How much of what’s going on is related to Viagra (and the like) keeping aging roués in the game, in their own minds, too long?
From American Lawyer:
Let’s Talk About Kozinski’s Victim: Heidi BondOkaaaay … In romance novels, women winning means the sexy robber baron / pirate captain / federal judge ravishes heroine, then falls in love with her, abandoning his life of ravishing out of devotion to her, only her. Concern level for preceding ravishees = zero.
While many of us can practically recite what the victims of sexual harassment say they endured from Harvey Weinstein, Louis C.K. and Matt Lauer, do we look beyond those moments and consider how it altered the trajectory of these women’s lives?
By Vivia Chen | December 13, 2017 at 08:13 PM
… Which brings us to Bond’s career choices. Her rejection of what might have been—an illustrious future as a law professor, government lawyer, judge, law firm partner—seems to have its roots with her awful experience with Kozinski. And though she writes that she had a positive time clerking for Justices O’Connor and Kennedy, it’s ultimately Kozinski who cast the biggest shadow in her career.
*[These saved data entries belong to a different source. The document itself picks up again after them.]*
//! Pipeline configuration.
//!
//! [`PipelineConfig`] carries the chunking, demand, buffering, memory and
//! retry bounds of one pipeline together with the aggregations the Aggregate
//! Stage maintains. Every field has a default, so a configuration can be
//! deserialized from a partial JSON document or built fluently:
//!
//! ```rust
//! use streamgate::config::{AggregationSpec, GroupedAggregationSpec, PipelineConfig};
//!
//! let config = PipelineConfig::default()
//!   .with_chunk_size(250)
//!   .with_aggregation(AggregationSpec::sum("revenue", "amount"))
//!   .with_grouped_aggregation(
//!     GroupedAggregationSpec::new("by_territory", ["territory"])
//!       .with_aggregation(AggregationSpec::count("orders"))
//!       .with_max_groups(100),
//!   );
//! assert!(config.validate().is_ok());
//! ```

use crate::error::ConfigError;
use crate::record::FieldPath;
use serde::{Deserialize, Serialize};
use std::collections::{BTreeMap, HashSet};
use std::fmt;
use std::time::Duration;

/// Default number of records per fetch.
pub const DEFAULT_CHUNK_SIZE: usize = 500;
/// Default demand window and output buffer capacity.
pub const DEFAULT_MAX_DEMAND: usize = 1000;
/// Default circuit-breaker threshold in bytes.
pub const DEFAULT_MEMORY_LIMIT: u64 = 500_000_000;
/// Default bound on distinct keys per grouping.
pub const DEFAULT_MAX_GROUPS: usize = 10_000;
/// Largest capacity a tokio channel accepts (its semaphore's permit limit).
pub const MAX_CHANNEL_CAPACITY: usize = usize::MAX >> 3;

/// Aggregation function maintained incrementally per record.
#[derive(Debug, Clone, Copy, PartialEq, Eq, Hash, Serialize, Deserialize)]
#[serde(rename_all = "snake_case")]
pub enum AggregateFunction {
  /// Number of records (or of records where the field is present).
  Count,
  /// Sum of numeric values.
  Sum,
  /// Arithmetic mean of numeric values.
  Avg,
  /// Smallest numeric value.
  Min,
  /// Largest numeric value.
  Max,
  /// Cumulative sum, also stamped into each emitted record.
  RunningTotal,
}

impl AggregateFunction {
  /// Whether the function needs a field to read values from.
  pub fn requires_field(&self) -> bool {
    !matches!(self, AggregateFunction::Count)
  }
}

impl fmt::Display for AggregateFunction {
  fn fmt(&self, f: &mut fmt::Formatter<'_>) -> fmt::Result {
    let name = match self {
      AggregateFunction::Count => "count",
      AggregateFunction::Sum => "sum",
      AggregateFunction::Avg => "avg",
      AggregateFunction::Min => "min",
      AggregateFunction::Max => "max",
      AggregateFunction::RunningTotal => "running_total",
    };
    f.write_str(name)
  }
}

/// One named aggregation over an optional field.
#[derive(Debug, Clone, PartialEq, Serialize, Deserialize)]
pub struct AggregationSpec {
  /// Name under which the running value is reported.
  pub name: String,
  /// Function to apply.
  pub function: AggregateFunction,
  /// Field to read; `count` without a field counts every record.
  #[serde(default)]
  pub field: Option<FieldPath>,
}

impl AggregationSpec {
  /// Creates a spec for an arbitrary function.
  pub fn new(name: impl Into<String>, function: AggregateFunction, field: Option<FieldPath>) -> Self {
    Self {
      name: name.into(),
      function,
      field,
    }
  }

  /// Counts every record.
  pub fn count(name: impl Into<String>) -> Self {
    Self::new(name, AggregateFunction::Count, None)
  }

  /// Counts records where `field` is present and not null.
  pub fn count_field(name: impl Into<String>, field: impl Into<FieldPath>) -> Self {
    Self::new(name, AggregateFunction::Count, Some(field.into()))
  }

  /// Sums `field`.
  pub fn sum(name: impl Into<String>, field: impl Into<FieldPath>) -> Self {
    Self::new(name, AggregateFunction::Sum, Some(field.into()))
  }

  /// Averages `field`.
  pub fn avg(name: impl Into<String>, field: impl Into<FieldPath>) -> Self {
    Self::new(name, AggregateFunction::Avg, Some(field.into()))
  }

  /// Minimum of `field`.
  pub fn min(name: impl Into<String>, field: impl Into<FieldPath>) -> Self {
    Self::new(name, AggregateFunction::Min, Some(field.into()))
  }

  /// Maximum of `field`.
  pub fn max(name: impl Into<String>, field: impl Into<FieldPath>) -> Self {
    Self::new(name, AggregateFunction::Max, Some(field.into()))
  }

  /// Running total of `field`.
  pub fn running_total(name: impl Into<String>, field: impl Into<FieldPath>) -> Self {
    Self::new(name, AggregateFunction::RunningTotal, Some(field.into()))
  }
}

/// Ordering of groups in a grouped snapshot.
#[derive(Debug, Clone, Copy, PartialEq, Eq, Default, Serialize, Deserialize)]
#[serde(rename_all = "snake_case")]
pub enum SortOrder {
  /// Ascending by group key.
  #[default]
  Asc,
  /// Descending by group key.
  Desc,
}

/// One independent grouped aggregation.
#[derive(Debug, Clone, PartialEq, Serialize, Deserialize)]
pub struct GroupedAggregationSpec {
  /// Name of the grouping in snapshots and events.
  pub name: String,
  /// Fields forming the group key, in key order.
  pub group_by: Vec<FieldPath>,
  /// Aggregations maintained per group.
  #[serde(default)]
  pub aggregations: Vec<AggregationSpec>,
  /// Maximum number of distinct groups.
  #[serde(default = "default_max_groups")]
  pub max_groups: usize,
  /// Snapshot ordering.
  #[serde(default)]
  pub sort: SortOrder,
}

fn default_max_groups() -> usize {
  DEFAULT_MAX_GROUPS
}

impl GroupedAggregationSpec {
  /// Creates a grouping over the given key fields.
  pub fn new<I, P>(name: impl Into<String>, group_by: I) -> Self
  where
    I: IntoIterator<Item = P>,
    P: Into<FieldPath>,
  {
    Self {
      name: name.into(),
      group_by: group_by.into_iter().map(Into::into).collect(),
      aggregations: Vec::new(),
      max_groups: DEFAULT_MAX_GROUPS,
      sort: SortOrder::Asc,
    }
  }

  /// Adds a per-group aggregation.
  pub fn with_aggregation(mut self, spec: AggregationSpec) -> Self {
    self.aggregations.push(spec);
    self
  }

  /// Sets the cardinality bound.
  pub fn with_max_groups(mut self, max_groups: usize) -> Self {
    self.max_groups = max_groups;
    self
  }

  /// Sets the snapshot ordering.
  pub fn with_sort(mut self, sort: SortOrder) -> Self {
    self.sort = sort;
    self
  }
}

/// Configuration of one pipeline run.
#[derive(Debug, Clone, PartialEq, Serialize, Deserialize)]
#[serde(default)]
pub struct PipelineConfig {
  /// Records per fetch/emit unit.
  pub chunk_size: usize,
  /// Upper bound on demand the Aggregate Stage keeps outstanding upstream.
  pub max_demand: usize,
  /// Outstanding demand at or below which the stage asks for more.
  /// Defaults to 75% of `max_demand`.
  pub min_demand: Option<usize>,
  /// Capacity of the output buffer between the stage and the caller.
  pub buffer_size: usize,
  /// Circuit-breaker threshold in bytes.
  pub memory_limit: u64,
  /// Fraction of `memory_limit` at which the producer halves its chunk size.
  pub degraded_memory_ratio: f64,
  /// Poll interval while the circuit breaker is open.
  pub memory_check_interval: Duration,
  /// Retry budget for transient fetch failures.
  pub max_retries: u32,
  /// First backoff delay.
  pub retry_base_delay: Duration,
  /// Backoff ceiling.
  pub retry_max_delay: Duration,
  /// Upper bound on a single fetch call.
  pub fetch_timeout: Option<Duration>,
  /// Global aggregations.
  pub aggregations: Vec<AggregationSpec>,
  /// Independent grouped aggregations.
  pub grouped_aggregations: Vec<GroupedAggregationSpec>,
  /// Overall pipeline timeout; unbounded when `None`.
  pub timeout: Option<Duration>,
  /// Emit telemetry events for this pipeline.
  pub enable_telemetry: bool,
  /// Free-form labels copied into the registry entry.
  pub metadata: BTreeMap<String, String>,
}

impl Default for PipelineConfig {
  fn default() -> Self {
    Self {
      chunk_size: DEFAULT_CHUNK_SIZE,
      max_demand: DEFAULT_MAX_DEMAND,
      min_demand: None,
      buffer_size: DEFAULT_MAX_DEMAND,
      memory_limit: DEFAULT_MEMORY_LIMIT,
      degraded_memory_ratio: 0.8,
      memory_check_interval: Duration::from_millis(100),
      max_retries: 3,
      retry_base_delay: Duration::from_millis(100),
      retry_max_delay: Duration::from_secs(5),
      fetch_timeout: Some(Duration::from_secs(30)),
      aggregations: Vec::new(),
      grouped_aggregations: Vec::new(),
      timeout: None,
      enable_telemetry: true,
      metadata: BTreeMap::new(),
    }
  }
}

impl PipelineConfig {
  /// Parses a JSON document; missing fields take their defaults.
  pub fn from_json(json: &str) -> Result<Self, ConfigError> {
    serde_json::from_str(json).map_err(|e| ConfigError::Parse(e.to_string()))
  }

  /// Sets the chunk size.
  pub fn with_chunk_size(mut self, chunk_size: usize) -> Self {
    self.chunk_size = chunk_size;
    self
  }

  /// Sets the demand window.
  pub fn with_max_demand(mut self, max_demand: usize) -> Self {
    self.max_demand = max_demand;
    self
  }

  /// Sets the demand low-water mark.
  pub fn with_min_demand(mut self, min_demand: usize) -> Self {
    self.min_demand = Some(min_demand);
    self
  }

  /// Sets the output buffer capacity.
  pub fn with_buffer_size(mut self, buffer_size: usize) -> Self {
    self.buffer_size = buffer_size;
    self
  }

  /// Sets the memory limit in bytes.
  pub fn with_memory_limit(mut self, memory_limit: u64) -> Self {
    self.memory_limit = memory_limit;
    self
  }

  /// Sets the degraded-mode ratio.
  pub fn with_degraded_memory_ratio(mut self, ratio: f64) -> Self {
    self.degraded_memory_ratio = ratio;
    self
  }

  /// Sets the poll interval used while the breaker is open.
  pub fn with_memory_check_interval(mut self, interval: Duration) -> Self {
    self.memory_check_interval = interval;
    self
  }

  /// Sets the retry budget and backoff bounds.
  pub fn with_retries(mut self, max_retries: u32, base_delay: Duration, max_delay: Duration) -> Self {
    self.max_retries = max_retries;
    self.retry_base_delay = base_delay;
    self.retry_max_delay = max_delay;
    self
  }

  /// Sets the per-fetch timeout.
  pub fn with_fetch_timeout(mut self, timeout: Option<Duration>) -> Self {
    self.fetch_timeout = timeout;
    self
  }

  /// Adds a global aggregation.
  pub fn with_aggregation(mut self, spec: AggregationSpec) -> Self {
    self.aggregations.push(spec);
    self
  }

  /// Adds a grouped aggregation.
  pub fn with_grouped_aggregation(mut self, spec: GroupedAggregationSpec) -> Self {
    self.grouped_aggregations.push(spec);
    self
  }

  /// Sets the overall timeout.
  pub fn with_timeout(mut self, timeout: Duration) -> Self {
    self.timeout = Some(timeout);
    self
  }

  /// Enables or disables telemetry.
  pub fn with_telemetry(mut self, enabled: bool) -> Self {
    self.enable_telemetry = enabled;
    self
  }

  /// Adds a metadata label.
  pub fn with_metadata(mut self, key: impl Into<String>, value: impl Into<String>) -> Self {
    self.metadata.insert(key.into(), value.into());
    self
  }

  /// The low-water mark actually used by the Aggregate Stage.
  pub fn effective_min_demand(&self) -> usize {
    self
      .min_demand
      .unwrap_or(self.max_demand / 4 * 3 + self.max_demand % 4 * 3 / 4)
  }

  /// Validates the configuration. Nothing is started when this fails.
  pub fn validate(&self) -> Result<(), ConfigError> {
    if self.chunk_size == 0 {
      return Err(ConfigError::ZeroChunkSize);
    }
    if self.max_demand == 0 {
      return Err(ConfigError::ZeroMaxDemand);
    }
    if self.buffer_size == 0 {
      return Err(ConfigError::ZeroBufferSize);
    }
    if self.memory_limit == 0 {
      return Err(ConfigError::ZeroMemoryLimit);
    }
    for (field, value) in [("max_demand", self.max_demand), ("buffer_size", self.buffer_size)] {
      if value > MAX_CHANNEL_CAPACITY {
        return Err(ConfigError::CapacityTooLarge {
          field,
          value,
          max: MAX_CHANNEL_CAPACITY,
        });
      }
    }
    let min_demand = self.effective_min_demand();
    if min_demand >= self.max_demand {
      return Err(ConfigError::MinDemandTooLarge {
        min_demand,
        max_demand: self.max_demand,
      });
    }
    if !(self.degraded_memory_ratio > 0.0 && self.degraded_memory_ratio <= 1.0) {
      return Err(ConfigError::InvalidThreshold(format!(
        "degraded_memory_ratio must be in (0, 1], got {}",
        self.degraded_memory_ratio
      )));
    }
    if self.memory_check_interval.is_zero() {
      return Err(ConfigError::ZeroDuration("memory_check_interval"));
    }
    if self.timeout.is_some_and(|t| t.is_zero()) {
      return Err(ConfigError::ZeroDuration("timeout"));
    }
    if self.fetch_timeout.is_some_and(|t| t.is_zero()) {
      return Err(ConfigError::ZeroDuration("fetch_timeout"));
    }
    validate_aggregations(&self.aggregations)?;

    let mut grouping_names = HashSet::new();
    for grouping in &self.grouped_aggregations {
      if !grouping_names.insert(grouping.name.as_str()) {
        return Err(ConfigError::DuplicateName(grouping.name.clone()));
      }
      if grouping.max_groups == 0 {
        return Err(ConfigError::ZeroMaxGroups(grouping.name.clone()));
      }
      if grouping.group_by.is_empty() || grouping.group_by.iter().any(FieldPath::is_empty) {
        return Err(ConfigError::EmptyGroupBy(grouping.name.clone()));
      }
      validate_aggregations(&grouping.aggregations)?;
    }
    Ok(())
  }
}

fn validate_aggregations(specs: &[AggregationSpec]) -> Result<(), ConfigError> {
  let mut names = HashSet::new();
  for spec in specs {
    if !names.insert(spec.name.as_str()) {
      return Err(ConfigError::DuplicateName(spec.name.clone()));
    }
    let has_field = spec.field.as_ref().is_some_and(|f| !f.is_empty());
    if spec.function.requires_field() && !has_field {
      return Err(ConfigError::MissingField {
        name: spec.name.clone(),
        function: spec.function.to_string(),
      });
    }
  }
  Ok(())
}
//! Incremental accumulators for single aggregation functions.

use crate::config::{AggregateFunction, AggregationSpec};
use crate::record::{Record, as_number};
use serde_json::{Number, Value};
use std::collections::BTreeMap;

/// A numeric input or result. Integers stay exact until a float is mixed in
/// or the running value leaves the `i128` range.
#[derive(Debug, Clone, Copy, PartialEq)]
pub enum Scalar {
  /// Exact integer.
  Int(i128),
  /// Floating-point value.
  Float(f64),
}

impl Scalar {
  /// Reads a JSON number, keeping integers exact.
  pub fn from_json(value: &Value) -> Option<Self> {
    let Value::Number(number) = value else {
      return None;
    };
    if let Some(n) = number.as_i64() {
      Some(Scalar::Int(n.into()))
    } else if let Some(n) = number.as_u64() {
      Some(Scalar::Int(n.into()))
    } else {
      as_number(value).map(Scalar::Float)
    }
  }

  /// Lossy conversion used once exactness is gone.
  pub fn as_f64(self) -> f64 {
    match self {
      Scalar::Int(n) => n as f64,
      Scalar::Float(x) => x,
    }
  }

  fn add(self, other: Scalar) -> Scalar {
    match (self, other) {
      (Scalar::Int(a), Scalar::Int(b)) => match a.checked_add(b) {
        Some(sum) => Scalar::Int(sum),
        None => Scalar::Float(a as f64 + b as f64),
      },
      (a, b) => Scalar::Float(a.as_f64() + b.as_f64()),
    }
  }

  fn less_than(self, other: Scalar) -> bool {
    match (self, other) {
      (Scalar::Int(a), Scalar::Int(b)) => a < b,
      (a, b) => a.as_f64() < b.as_f64(),
    }
  }

  /// JSON form. Integers outside the `i64`/`u64` range fall back to a float.
  pub fn to_json(self) -> Value {
    match self {
      Scalar::Int(n) => {
        if let Ok(n) = i64::try_from(n) {
          Value::from(n)
        } else if let Ok(n) = u64::try_from(n) {
          Value::from(n)
        } else {
          number(n as f64)
        }
      }
      Scalar::Float(x) => number(x),
    }
  }
}

/// Running state of one aggregation function.
#[derive(Debug, Clone, PartialEq)]
pub enum Accumulator {
  /// Records (or present values) seen.
  Count(u64),
  /// Sum of numeric values.
  Sum(Scalar),
  /// Sum and count of numeric values.
  Avg {
    /// Sum of values.
    sum: Scalar,
    /// Number of values.
    count: u64,
  },
  /// Smallest value, if any.
  Min(Option<Scalar>),
  /// Largest value, if any.
  Max(Option<Scalar>),
  /// Cumulative sum.
  RunningTotal(Scalar),
}

impl Accumulator {
  /// Empty state for a function.
  pub fn new(function: AggregateFunction) -> Self {
    let zero = Scalar::Int(0);
    match function {
      AggregateFunction::Count => Accumulator::Count(0),
      AggregateFunction::Sum => Accumulator::Sum(zero),
      AggregateFunction::Avg => Accumulator::Avg { sum: zero, count: 0 },
      AggregateFunction::Min => Accumulator::Min(None),
      AggregateFunction::Max => Accumulator::Max(None),
      AggregateFunction::RunningTotal => Accumulator::RunningTotal(zero),
    }
  }

  /// Folds one numeric value in. Count ignores the value itself.
  pub fn push(&mut self, value: Scalar) {
    match self {
      Accumulator::Count(n) => *n += 1,
      Accumulator::Sum(sum) | Accumulator::RunningTotal(sum) => *sum = sum.add(value),
      Accumulator::Avg { sum, count } => {
        *sum = sum.add(value);
        *count += 1;
      }
      Accumulator::Min(min) => {
        if min.is_none_or(|m| value.less_than(m)) {
          *min = Some(value);
        }
      }
      Accumulator::Max(max) => {
        if max.is_none_or(|m| m.less_than(value)) {
          *max = Some(value);
        }
      }
    }
  }

  /// Current value as JSON. Empty avg/min/max are null; avg is always a float.
  pub fn value(&self) -> Value {
    match self {
      Accumulator::Count(n) => Value::from(*n),
      Accumulator::Sum(sum) | Accumulator::RunningTotal(sum) => sum.to_json(),
      Accumulator::Avg { count: 0, .. } => Value::Null,
      Accumulator::Avg { sum, count } => number(sum.as_f64() / *count as f64),
      Accumulator::Min(value) | Accumulator::Max(value) => value.map_or(Value::Null, Scalar::to_json),
    }
  }
}

fn number(value: f64) -> Value {
  Number::from_f64(value).map_or(Value::Null, Value::Number)
}

/// One named aggregation bound to its accumulator.
#[derive(Debug, Clone)]
pub struct Aggregator {
  spec: AggregationSpec,
  state: Accumulator,
}

impl Aggregator {
  /// Creates an empty aggregator.
  pub fn new(spec: AggregationSpec) -> Self {
    let state = Accumulator::new(spec.function);
    Self { spec, state }
  }

  /// Aggregation name.
  pub fn name(&self) -> &str {
    &self.spec.name
  }

  /// Aggregation function.
  pub fn function(&self) -> AggregateFunction {
    self.spec.function
  }

  /// Updates the accumulator from one record.
  ///
  /// `count` without a field counts every record; with a field it counts
  /// records where the field is present and not null. Every other function
  /// ignores records whose field is missing or not numeric.
  pub fn update(&mut self, record: &Record) {
    let resolved = self.spec.field.as_ref().map(|field| field.resolve(record));
    match (self.spec.function, resolved) {
      (AggregateFunction::Count, None) => self.state.push(Scalar::Int(1)),
      (AggregateFunction::Count, Some(Some(value))) if !value.is_null() => self.state.push(Scalar::Int(1)),
      (AggregateFunction::Count, _) => {}
      (_, Some(Some(value))) => {
        if let Some(n) = Scalar::from_json(value) {
          self.state.push(n);
        }
      }
      _ => {}
    }
  }

  /// Current value.
  pub fn value(&self) -> Value {
    self.state.value()
  }
}

/// The aggregations of one scope (global or a single group).
#[derive(Debug, Clone, Default)]
pub struct AggregateSet {
  aggregators: Vec<Aggregator>,
}

impl AggregateSet {
  /// Creates empty aggregators for `specs`.
  pub fn new(specs: &[AggregationSpec]) -> Self {
    Self {
      aggregators: specs.iter().cloned().map(Aggregator::new).collect(),
    }
  }

  /// Updates every aggregator from one record.
  pub fn update(&mut self, record: &Record) {
    for aggregator in &mut self.aggregators {
      aggregator.update(record);
    }
  }

  /// Current values by aggregation name.
  pub fn values(&self) -> BTreeMap<String, Value> {
    self
      .aggregators
      .iter()
      .map(|aggregator| (aggregator.name().to_string(), aggregator.value()))
      .collect()
  }

  /// Current `running_total` values, in declaration order.
  pub fn running_totals(&self) -> impl Iterator<Item = (&str, Value)> + '_ {
    self
      .aggregators
      .iter()
      .filter(|aggregator| aggregator.function() == AggregateFunction::RunningTotal)
      .map(|aggregator| (aggregator.name(), aggregator.value()))
  }

  /// True when no aggregations are configured.
  pub fn is_empty(&self) -> bool {
    self.aggregators.is_empty()
  }
}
Indeed, she says as much: ”If you did not know about Kozinski, it would be impossible to understand my career choices.” She writes that she applied for various jobs as a law professor, but withdrew. She says she couldn’t bear to teach at her own law school because, “when I did visit the campus, it reminded me too much of who I had been before the clerkship, and I couldn’t handle the memory.”
Though she had other job offers, she felt like a fraud, a conspirator in her own degradation by Kozinski: “I could not escape the notion that my career success was built entirely on my silence.”
Instead, she pursued something that’s almost antithetical to the logical, cerebral world of law: becoming a romance novelist. And her choice seems to have everything to do with how Kozinski abused her:
I wrote books where women won, again and again.
I grappled with my own secret in fictional, changed form. Book after book, I wrote the happy ending I couldn’t quite reach myself. That the stories I wrote resonated with readers, I think, speaks to the fact that #metoo has been building for centuries.
Ms. Bond writes romance novels under the nom de plume Heidi Milan. From HeidiMilan.com:
Tina Chen just wants a degree and a job, so her parents never have to worry about making rent again. She has no time for Blake Reynolds, the sexy billionaire who stands to inherit Cyclone Systems. But when he makes an offhand comment about what it means to be poor, she loses her cool and tells him he couldn’t last a month living her life.
To her shock, Blake offers her a trade: She’ll get his income, his house, his car. In exchange, he’ll work her hours and send money home to her family. No expectations; no future obligations.
But before long, they’re trading not just lives, but secrets, kisses, and heated nights together. No expectations might break Tina’s heart…but Blake’s secrets could ruin her life.